Il metallo nero della base è la notte: una notte quieta, stabile, che accoglie e sostiene. È la radice, la terra, la parte dell’anima che non teme il buio perché sa che proprio lì, nel silenzio, nascono le rinascite. La farfalla si solleva da questa oscurità come un simbolo di vittoria, come un sussurro che dice: “Ho attraversato tutto, e ora brillo”.
Il quarzo ialino, puro, limpido, quasi invisibile nella sua trasparenza, è invece la luce. È l’alba che filtra tra le case di Napoli, è il riflesso del mare dell’Algarve quando il sole lo sfiora, è la verità che non ha bisogno di colori per essere immensa. Ogni venatura interna del cristallo sembra una strada, un percorso, una memoria. Guardandolo da vicino, si percepisce la sua vibrazione sottile: una chiarezza che non è sterile, ma viva, pulsante, come se il quarzo custodisse un cuore segreto.

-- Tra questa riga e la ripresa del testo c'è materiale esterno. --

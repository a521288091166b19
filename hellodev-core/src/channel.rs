// SPDX-License-Identifier: Apache-2.0
// Copyright 2025 Ankit Kumar Pandey

//! BufferedChannel - the device's single shared buffer.
//!
//! One fixed-capacity, zero-initialised byte buffer behind one lock. Every
//! transfer is clamped to the buffer, so no offset or length supplied by a
//! client can reach outside it. Copies to and from client buffers may stop
//! short; the short count is returned to the client and the cursor only
//! advances by what actually moved.

use std::num::NonZeroUsize;
use std::ops::Range;
use std::sync::Arc;

use tokio::sync::{Mutex, MutexGuard};

use crate::error::ChannelError;
use crate::signal::SessionSignal;
use crate::uaccess::{UserReader, UserWriter};

/// Capacity of the device buffer in bytes.
pub const DEFAULT_CAPACITY: usize = 4096;

const DEFAULT_CAPACITY_NONZERO: NonZeroUsize = match NonZeroUsize::new(DEFAULT_CAPACITY) {
    Some(capacity) => capacity,
    None => panic!("DEFAULT_CAPACITY must be non-zero"),
};

/// The `{open, close, read, write}` set bound to a device identity.
pub type OperationSet = Arc<BufferedChannel>;

/// Outcome of a read or write.
///
/// `transferred < requested` is a normal result: the request was clamped to
/// the buffer, or the client buffer faulted mid-copy. The caller decides
/// whether to retry from the advanced cursor.
#[derive(Debug, Clone, Copy, PartialEq, Eq)]
pub struct Transfer {
    pub requested: usize,
    pub transferred: usize,
}

impl Transfer {
    pub fn is_partial(&self) -> bool {
        self.transferred < self.requested
    }
}

/// The shared buffer and the lock guarding it.
#[derive(Debug)]
pub struct BufferedChannel {
    capacity: usize,
    storage: Mutex<Box<[u8]>>,
}

impl BufferedChannel {
    /// Create a channel with [`DEFAULT_CAPACITY`] bytes.
    pub fn new() -> Self {
        Self::with_capacity(DEFAULT_CAPACITY_NONZERO)
    }

    pub fn with_capacity(capacity: NonZeroUsize) -> Self {
        let capacity = capacity.get();
        tracing::debug!(capacity, "Created buffered channel");
        Self {
            capacity,
            storage: Mutex::new(vec![0u8; capacity].into_boxed_slice()),
        }
    }

    pub fn capacity(&self) -> usize {
        self.capacity
    }

    /// A client opened the device. Nothing to set up.
    pub fn open(&self) {
        tracing::info!("Open");
    }

    /// A client closed the device. Nothing to tear down.
    pub fn close(&self) {
        tracing::info!("Close");
    }

    /// Copy from the buffer at `*offset` into `dest`, then advance `*offset`
    /// by the number of bytes copied.
    pub async fn read<W>(
        &self,
        dest: &mut W,
        offset: &mut u64,
        signal: &SessionSignal,
    ) -> Result<Transfer, ChannelError>
    where
        W: UserWriter + ?Sized,
    {
        let storage = self.lock(signal).await?;

        let requested = dest.len();
        let window = self.window(*offset, requested);
        let effective = window.len();
        let untransferred = dest.copy_to_user(&storage[window]).min(effective);
        drop(storage);

        let transferred = effective - untransferred;
        *offset += transferred as u64;

        tracing::debug!(requested, effective, transferred, offset = *offset, "read");

        Ok(Transfer {
            requested,
            transferred,
        })
    }

    /// Copy `src` into the buffer at `*offset`, then advance `*offset` by the
    /// number of bytes copied.
    pub async fn write<R>(
        &self,
        src: &mut R,
        offset: &mut u64,
        signal: &SessionSignal,
    ) -> Result<Transfer, ChannelError>
    where
        R: UserReader + ?Sized,
    {
        let mut storage = self.lock(signal).await?;

        let requested = src.len();
        let window = self.window(*offset, requested);
        let effective = window.len();
        let untransferred = src.copy_from_user(&mut storage[window]).min(effective);
        drop(storage);

        let transferred = effective - untransferred;
        *offset += transferred as u64;

        tracing::debug!(requested, effective, transferred, offset = *offset, "write");

        Ok(Transfer {
            requested,
            transferred,
        })
    }

    /// Take the buffer lock, giving up if the session is signalled first.
    ///
    /// An uncontended lock is always taken, even with the signal raised.
    async fn lock(&self, signal: &SessionSignal) -> Result<MutexGuard<'_, Box<[u8]>>, ChannelError> {
        tokio::select! {
            biased;
            guard = self.storage.lock() => Ok(guard),
            _ = signal.raised() => {
                tracing::debug!("Interrupted while waiting for buffer lock");
                Err(ChannelError::Interrupted)
            }
        }
    }

    /// Part of the buffer a transfer of `len` bytes at `offset` may touch.
    /// Empty when `offset` is at or past the end.
    fn window(&self, offset: u64, len: usize) -> Range<usize> {
        let start = usize::try_from(offset)
            .unwrap_or(usize::MAX)
            .min(self.capacity);
        let end = start.saturating_add(len).min(self.capacity);
        start..end
    }
}

impl Default for BufferedChannel {
    fn default() -> Self {
        Self::new()
    }
}

#[cfg(test)]
mod tests {
    use std::sync::Arc;
    use std::time::Duration;

    use super::*;
    use crate::signal::SignalSource;
    use crate::uaccess::{UserSlice, UserSliceMut};

    fn channel(capacity: usize) -> BufferedChannel {
        BufferedChannel::with_capacity(NonZeroUsize::new(capacity).unwrap())
    }

    async fn read_at(ch: &BufferedChannel, offset: &mut u64, len: usize) -> (Transfer, Vec<u8>) {
        let mut out = vec![0u8; len];
        let transfer = ch
            .read(&mut UserSliceMut::new(&mut out), offset, &SessionSignal::none())
            .await
            .unwrap();
        out.truncate(transfer.transferred);
        (transfer, out)
    }

    async fn write_at(ch: &BufferedChannel, offset: &mut u64, data: &[u8]) -> Transfer {
        ch.write(&mut UserSlice::new(data), offset, &SessionSignal::none())
            .await
            .unwrap()
    }

    #[tokio::test]
    async fn test_new_buffer_is_zeroed() {
        let ch = BufferedChannel::new();
        assert_eq!(ch.capacity(), DEFAULT_CAPACITY);

        let mut offset = 0;
        let (transfer, data) = read_at(&ch, &mut offset, DEFAULT_CAPACITY).await;
        assert_eq!(transfer.transferred, DEFAULT_CAPACITY);
        assert!(data.iter().all(|&b| b == 0));
    }

    #[test]
    fn test_default_matches_new() {
        assert_eq!(BufferedChannel::default().capacity(), DEFAULT_CAPACITY);
        assert_eq!(DEFAULT_CAPACITY_NONZERO.get(), DEFAULT_CAPACITY);
    }

    #[tokio::test]
    async fn test_read_clamps_at_every_offset() {
        let ch = channel(16);
        for start in 0..16u64 {
            for len in [0usize, 1, 7, 16, 40] {
                let mut offset = start;
                let (transfer, _) = read_at(&ch, &mut offset, len).await;
                let expected = len.min(16 - start as usize);
                assert_eq!(transfer.transferred, expected, "offset {start} len {len}");
                assert_eq!(offset, start + expected as u64);
            }
        }
    }

    #[tokio::test]
    async fn test_offset_past_end_transfers_nothing() {
        let ch = channel(16);
        for start in [16u64, 17, 4096, u64::MAX] {
            let mut offset = start;
            let (transfer, _) = read_at(&ch, &mut offset, 8).await;
            assert_eq!(transfer.transferred, 0);
            assert_eq!(offset, start);

            let transfer = write_at(&ch, &mut offset, b"abc").await;
            assert_eq!(transfer.transferred, 0);
            assert_eq!(offset, start);
        }
    }

    #[tokio::test]
    async fn test_write_then_read_round_trip() {
        let ch = BufferedChannel::new();
        let payload: Vec<u8> = (0..=255u8).cycle().take(1000).collect();

        let mut offset = 0;
        assert_eq!(write_at(&ch, &mut offset, &payload).await.transferred, 1000);
        assert_eq!(offset, 1000);

        let mut offset = 0;
        let (_, data) = read_at(&ch, &mut offset, 1000).await;
        assert_eq!(data, payload);
    }

    #[tokio::test]
    async fn test_capacity_16_scenario() {
        let ch = channel(16);
        let mut offset = 0;

        let transfer = write_at(&ch, &mut offset, &[7u8; 20]).await;
        assert_eq!(transfer.transferred, 16);
        assert!(transfer.is_partial());
        assert_eq!(offset, 16);

        let transfer = write_at(&ch, &mut offset, &[1u8]).await;
        assert_eq!(transfer.transferred, 0);
        assert_eq!(offset, 16);
    }

    #[tokio::test]
    async fn test_exact_fit_is_not_shortened() {
        // offset + len == capacity: the whole request fits and is transferred.
        let ch = channel(16);
        let mut offset = 10;
        let transfer = write_at(&ch, &mut offset, b"abcdef").await;
        assert_eq!(transfer.transferred, 6);
        assert!(!transfer.is_partial());
        assert_eq!(offset, 16);

        let mut offset = 10;
        let (transfer, data) = read_at(&ch, &mut offset, 6).await;
        assert_eq!(transfer.transferred, 6);
        assert_eq!(data, b"abcdef");
    }

    #[tokio::test]
    async fn test_read_fault_advances_by_copied_bytes_only() {
        let ch = channel(16);
        let mut offset = 0;
        write_at(&ch, &mut offset, b"0123456789").await;

        let mut out = [0u8; 10];
        let mut offset = 2;
        let transfer = ch
            .read(
                &mut UserSliceMut::new(&mut out).with_fault_at(3),
                &mut offset,
                &SessionSignal::none(),
            )
            .await
            .unwrap();
        assert_eq!(transfer.transferred, 3);
        assert_eq!(offset, 5);
        assert_eq!(&out[..3], b"234");
    }

    #[tokio::test]
    async fn test_write_fault_advances_by_copied_bytes_only() {
        let ch = channel(16);
        let mut offset = 4;
        let transfer = ch
            .write(
                &mut UserSlice::new(b"abcdef").with_fault_at(2),
                &mut offset,
                &SessionSignal::none(),
            )
            .await
            .unwrap();
        assert_eq!(transfer.transferred, 2);
        assert_eq!(offset, 6);

        let mut offset = 4;
        let (_, data) = read_at(&ch, &mut offset, 2).await;
        assert_eq!(data, b"ab");
    }

    #[tokio::test]
    async fn test_interrupted_while_waiting_for_lock() {
        let ch = Arc::new(channel(16));
        let held = ch.storage.lock().await;

        let source = SignalSource::new();
        let signal = source.signal();
        let reader = {
            let ch = Arc::clone(&ch);
            tokio::spawn(async move {
                let mut out = [0xAAu8; 8];
                let mut offset = 3u64;
                let result = ch
                    .read(&mut UserSliceMut::new(&mut out), &mut offset, &signal)
                    .await;
                (result, offset, out)
            })
        };

        tokio::time::sleep(Duration::from_millis(20)).await;
        source.raise();

        let (result, offset, out) = tokio::time::timeout(Duration::from_secs(1), reader)
            .await
            .expect("waiter did not unblock")
            .unwrap();
        assert_eq!(result, Err(ChannelError::Interrupted));
        assert_eq!(offset, 3);
        assert_eq!(out, [0xAA; 8]);
        drop(held);
    }

    #[tokio::test]
    async fn test_raised_signal_does_not_block_uncontended_lock() {
        let ch = channel(16);
        let source = SignalSource::new();
        source.raise();

        let mut offset = 0;
        let transfer = ch
            .write(&mut UserSlice::new(b"hi"), &mut offset, &source.signal())
            .await
            .unwrap();
        assert_eq!(transfer.transferred, 2);
    }
}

La farfalla, scolpita con cura, ha ali che sembrano fatte di vento solidificato. Sono leggere, eppure forti. Trasparenti, eppure capaci di riflettere ogni raggio di luce che le sfiora. Quando la si osserva, si ha l’impressione che possa muoversi da un momento all’altro, che possa staccarsi dalla base e volare via, lasciando dietro di sé una scia di energia pura.

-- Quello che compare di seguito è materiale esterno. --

use std::time::Duration;

use accontrol::bridge::StatusBridge;
use accontrol::command::DeviceCommand;
use accontrol::config::{ensure_default_config, AppConfig};
use accontrol::mqtt::{BrokerClient, MqttTransport};
use color_eyre::{eyre::eyre, Result};
use tracing::{info, warn, Level};
use tracing_subscriber::FmtSubscriber;

const REPORT_INTERVAL: Duration = Duration::from_secs(30);

#[tokio::main]
async fn main() -> Result<()> {
    setup()?;

    let path = AppConfig::default_path();
    let mut config = ensure_default_config(&path).await?;
    config.apply_env_overrides(|key| std::env::var(key).ok())?;
    info!("Using broker {}", config.broker.broker_url());

    let client = BrokerClient::new(MqttTransport::default(), config.reconnect);

    let args: Vec<String> = std::env::args().skip(1).collect();
    match args.as_slice() {
        [] => monitor(client, config).await,
        [verb, device_id, command] if verb == "send" => {
            let command: DeviceCommand = command
                .parse()
                .map_err(|e| eyre!("Invalid command: {}", e))?;
            send(client, config, device_id, command).await
        }
        _ => Err(eyre!(
            "usage: accontrol [send <device-id> <COMMAND[=VALUE]>]"
        )),
    }
}

/// Connects, attaches a status bridge and reports device status until Ctrl-C
async fn monitor(client: BrokerClient, config: AppConfig) -> Result<()> {
    let bridge = StatusBridge::builder(client)
        .settings(config.bridge.clone())
        .connect_with(config.broker.clone())
        .track_device_status()
        .on_connect(|| info!("Broker connection established"))
        .on_disconnect(|attempts| warn!(attempts, "Broker connection lost"))
        .on_error(|e| warn!("Broker error: {}", e))
        .attach()
        .map_err(|e| eyre!("Invalid status pattern: {}", e))?;

    let mut report = tokio::time::interval(REPORT_INTERVAL);
    loop {
        tokio::select! {
            _ = tokio::signal::ctrl_c() => {
                info!("Shutting down");
                break;
            }
            _ = report.tick() => log_report(&bridge),
        }
    }

    bridge.detach();
    Ok(())
}

fn log_report(bridge: &StatusBridge) {
    let statuses = bridge.device_statuses();
    info!(
        state = ?bridge.connection_state(),
        reconnect_attempts = bridge.reconnect_attempts(),
        devices = statuses.len(),
        "Status report"
    );
    if let Some(error) = bridge.last_error() {
        warn!("Last error: {}", error);
    }

    let mut keys: Vec<&String> = statuses.keys().collect();
    keys.sort();
    for key in keys {
        let status = &statuses[key];
        info!(
            device = key.as_str(),
            online = ?status.online(),
            temperature = ?status.current_temperature(),
            error = ?status.error(),
            "Last update {}",
            status.received_at.format("%H:%M:%S")
        );
    }
}

async fn send(
    client: BrokerClient,
    config: AppConfig,
    device_id: &str,
    command: DeviceCommand,
) -> Result<()> {
    let lease = client.acquire();
    client
        .connect(config.broker)
        .await
        .map_err(|e| eyre!("Failed to connect: {}", e))?;
    client
        .publish_command(device_id, &command)
        .await
        .map_err(|e| eyre!("Failed to send {}: {}", command, e))?;
    info!("Sent {} to {}", command, device_id);
    lease.release();
    Ok(())
}

fn setup() -> Result<()> {
    if std::env::var("RUST_LIB_BACKTRACE").is_err() {
        std::env::set_var("RUST_LIB_BACKTRACE", "0")
    }
    color_eyre::install()?;
    if std::env::var("RUST_LOG").is_err() {
        std::env::set_var("RUST_LOG", "info")
    }
    setup_logging_env();
    Ok(())
}

fn setup_logging_env() {
    FmtSubscriber::builder()
        .with_max_level(Level::INFO)
        .with_target(false)
        .with_thread_ids(true)
        .with_file(true)
        .with_line_number(true)
        .pretty()
        .init();
}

Il quarzo ialino è noto come il cristallo maestro, capace di amplificare intenzioni, pensieri, desideri. In questa farfalla, la sua funzione sembra amplificata: non solo porta chiarezza, ma la trasforma in movimento, in evoluzione, in metamorfosi. È un invito a lasciar andare ciò che pesa, a sciogliere ciò che blocca, a permettere alla propria verità di emergere senza paura.

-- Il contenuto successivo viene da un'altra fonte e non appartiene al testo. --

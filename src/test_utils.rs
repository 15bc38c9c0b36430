//! In-memory transport for driving the client and bridge in tests

use std::sync::atomic::{AtomicBool, AtomicUsize, Ordering};
use std::sync::{Arc, Mutex};
use std::time::Duration;

use tokio::sync::{broadcast, mpsc, oneshot};

use crate::mqtt::topics::TopicPattern;
use crate::mqtt::transport::{Ack, Transport, TransportEvent, TransportLink, TransportSession};
use crate::mqtt::{BrokerEvent, ConnectOptions, TransportError};

/// Lets spawned tasks run until the current burst of work is done
pub(crate) async fn settle() {
    for _ in 0..64 {
        tokio::task::yield_now().await;
    }
}

/// Receives until `predicate` matches, skipping other events
pub(crate) async fn expect_event(
    events: &mut broadcast::Receiver<BrokerEvent>,
    predicate: impl Fn(&BrokerEvent) -> bool,
) -> BrokerEvent {
    let wait = async {
        loop {
            match events.recv().await {
                Ok(event) if predicate(&event) => return event,
                Ok(_) | Err(broadcast::error::RecvError::Lagged(_)) => continue,
                Err(broadcast::error::RecvError::Closed) => panic!("event channel closed"),
            }
        }
    };
    tokio::time::timeout(Duration::from_secs(5), wait)
        .await
        .expect("expected event was not emitted")
}

#[derive(Default)]
struct Behaviour {
    refuse_publish: Option<String>,
    refuse_subscribe: Option<String>,
    refuse_open: Option<String>,
    echo: bool,
    hold_acks: bool,
}

#[derive(Default)]
struct Shared {
    behaviour: Mutex<Behaviour>,
    sessions: Mutex<Vec<MockSession>>,
    held: Mutex<Vec<oneshot::Sender<Result<(), TransportError>>>>,
    opened: AtomicUsize,
}

#[derive(Clone, Default)]
pub(crate) struct MockTransport {
    shared: Arc<Shared>,
}

impl MockTransport {
    pub(crate) fn new() -> Self {
        Self::default()
    }

    /// Publishes come back as messages when they match a subscription
    pub(crate) fn with_echo(self) -> Self {
        self.shared.behaviour.lock().unwrap().echo = true;
        self
    }

    pub(crate) fn refuse_publishes(&self, reason: &str) {
        self.shared.behaviour.lock().unwrap().refuse_publish = Some(reason.to_string());
    }

    pub(crate) fn refuse_subscriptions(&self, reason: &str) {
        self.shared.behaviour.lock().unwrap().refuse_subscribe = Some(reason.to_string());
    }

    pub(crate) fn refuse_open(&self, reason: &str) {
        self.shared.behaviour.lock().unwrap().refuse_open = Some(reason.to_string());
    }

    /// Subscribe and unsubscribe acks stay pending until `release_acks`
    pub(crate) fn hold_acks(&self) {
        self.shared.behaviour.lock().unwrap().hold_acks = true;
    }

    pub(crate) fn release_acks(&self) {
        self.shared.behaviour.lock().unwrap().hold_acks = false;
        for ack in self.shared.held.lock().unwrap().drain(..) {
            let _ = ack.send(Ok(()));
        }
    }

    pub(crate) fn opened(&self) -> usize {
        self.shared.opened.load(Ordering::SeqCst)
    }

    /// The `index`-th opened session, waiting for it to be opened
    pub(crate) async fn session(&self, index: usize) -> MockSession {
        for _ in 0..1_000 {
            if let Some(session) = self.shared.sessions.lock().unwrap().get(index) {
                return session.clone();
            }
            tokio::task::yield_now().await;
        }
        panic!("session {index} was never opened");
    }
}

impl Transport for MockTransport {
    fn open(&self, options: &ConnectOptions) -> Result<TransportSession, TransportError> {
        if let Some(reason) = &self.shared.behaviour.lock().unwrap().refuse_open {
            return Err(TransportError::Open(reason.clone()));
        }

        let (events_tx, events_rx) = mpsc::channel(64);
        let link = Arc::new(MockLink {
            shared: self.shared.clone(),
            events: events_tx.clone(),
            record: Mutex::default(),
            closed: AtomicBool::new(false),
        });
        self.shared.sessions.lock().unwrap().push(MockSession {
            options: options.clone(),
            events: events_tx,
            link: link.clone(),
        });
        self.shared.opened.fetch_add(1, Ordering::SeqCst);

        Ok(TransportSession {
            link,
            events: events_rx,
        })
    }
}

#[derive(Default)]
struct Record {
    subscribed: Vec<String>,
    unsubscribed: Vec<String>,
    published: Vec<(String, Vec<u8>)>,
}

struct MockLink {
    shared: Arc<Shared>,
    events: mpsc::Sender<TransportEvent>,
    record: Mutex<Record>,
    closed: AtomicBool,
}

fn resolved(result: Result<(), TransportError>) -> Ack {
    let (tx, rx) = oneshot::channel();
    let _ = tx.send(result);
    rx
}

impl MockLink {
    fn acked(&self) -> Ack {
        if !self.shared.behaviour.lock().unwrap().hold_acks {
            return resolved(Ok(()));
        }
        let (tx, rx) = oneshot::channel();
        self.shared.held.lock().unwrap().push(tx);
        rx
    }

    fn check_open(&self) -> Result<(), TransportError> {
        if self.closed.load(Ordering::SeqCst) {
            Err(TransportError::Closed)
        } else {
            Ok(())
        }
    }
}

impl TransportLink for MockLink {
    fn subscribe(&self, topic: &str) -> Result<Ack, TransportError> {
        self.check_open()?;
        if let Some(reason) = &self.shared.behaviour.lock().unwrap().refuse_subscribe {
            return Ok(resolved(Err(TransportError::Rejected(reason.clone()))));
        }
        self.record.lock().unwrap().subscribed.push(topic.to_string());
        Ok(self.acked())
    }

    fn unsubscribe(&self, topic: &str) -> Result<Ack, TransportError> {
        self.check_open()?;
        let mut record = self.record.lock().unwrap();
        record.subscribed.retain(|t| t != topic);
        record.unsubscribed.push(topic.to_string());
        drop(record);
        Ok(self.acked())
    }

    fn publish(&self, topic: &str, payload: Vec<u8>) -> Result<Ack, TransportError> {
        self.check_open()?;
        let echo = {
            let behaviour = self.shared.behaviour.lock().unwrap();
            if let Some(reason) = &behaviour.refuse_publish {
                return Ok(resolved(Err(TransportError::Rejected(reason.clone()))));
            }
            behaviour.echo
        };

        let mut record = self.record.lock().unwrap();
        record.published.push((topic.to_string(), payload.clone()));
        let subscribed = record.subscribed.iter().any(|pattern| {
            TopicPattern::parse(pattern)
                .map(|p| p.matches(topic))
                .unwrap_or(false)
        });
        if echo && subscribed {
            let _ = self.events.try_send(TransportEvent::Message {
                topic: topic.to_string(),
                payload,
            });
        }
        Ok(resolved(Ok(())))
    }

    fn close(&self) {
        self.closed.store(true, Ordering::SeqCst);
    }
}

/// Test-side view of one opened transport
#[derive(Clone)]
pub(crate) struct MockSession {
    options: ConnectOptions,
    events: mpsc::Sender<TransportEvent>,
    link: Arc<MockLink>,
}

impl MockSession {
    async fn emit(&self, event: TransportEvent) {
        // the client may already have dropped a retired session
        let _ = self.events.send(event).await;
        settle().await;
    }

    pub(crate) async fn connected(&self) {
        self.emit(TransportEvent::Connected).await;
    }

    pub(crate) async fn fail(&self, reason: &str) {
        self.emit(TransportEvent::Error(reason.to_string())).await;
    }

    pub(crate) async fn close(&self) {
        self.emit(TransportEvent::Closed).await;
    }

    pub(crate) async fn message(&self, topic: &str, payload: &str) {
        self.emit(TransportEvent::Message {
            topic: topic.to_string(),
            payload: payload.as_bytes().to_vec(),
        })
        .await;
    }

    pub(crate) fn options(&self) -> ConnectOptions {
        self.options.clone()
    }

    pub(crate) fn subscribed(&self) -> Vec<String> {
        self.link.record.lock().unwrap().subscribed.clone()
    }

    pub(crate) fn unsubscribed(&self) -> Vec<String> {
        self.link.record.lock().unwrap().unsubscribed.clone()
    }

    pub(crate) fn published(&self) -> Vec<(String, Vec<u8>)> {
        self.link.record.lock().unwrap().published.clone()
    }

    pub(crate) fn is_closed(&self) -> bool {
        self.link.closed.load(Ordering::SeqCst)
    }
}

La base nera, solida e minimale, crea un contrasto perfetto. Non ruba attenzione, non pretende spazio: è lì per sostenere, per custodire, per ricordare che ogni volo nasce da un punto fermo. È la parte concreta della vita, quella che ci tiene ancorati mentre sogniamo, quella che ci permette di non perdere equilibrio mentre ci trasformiamo.
Insieme, base e farfalla formano un equilibrio simbolico: ombra e luce, radice e cielo, materia e spirito. È un oggetto che parla di rinascita, di guarigione, di verità interiore. È un talismano che sembra dire: “Non temere la trasparenza. Non temere la tua luce. Non temere il cambiamento”.
Posata su un tavolo, una mensola, un altare personale, questa farfalla diventa un punto di energia. Riflette la luce del giorno, cattura quella del tramonto, si illumina con quella delle candele. Ogni volta appare diversa, come se rispondesse allo stato d’animo di chi la osserva.
È un simbolo di delicatezza che non cede, di bellezza che nasce dal coraggio, di verità che non ha bisogno di rumore per essere ascoltata.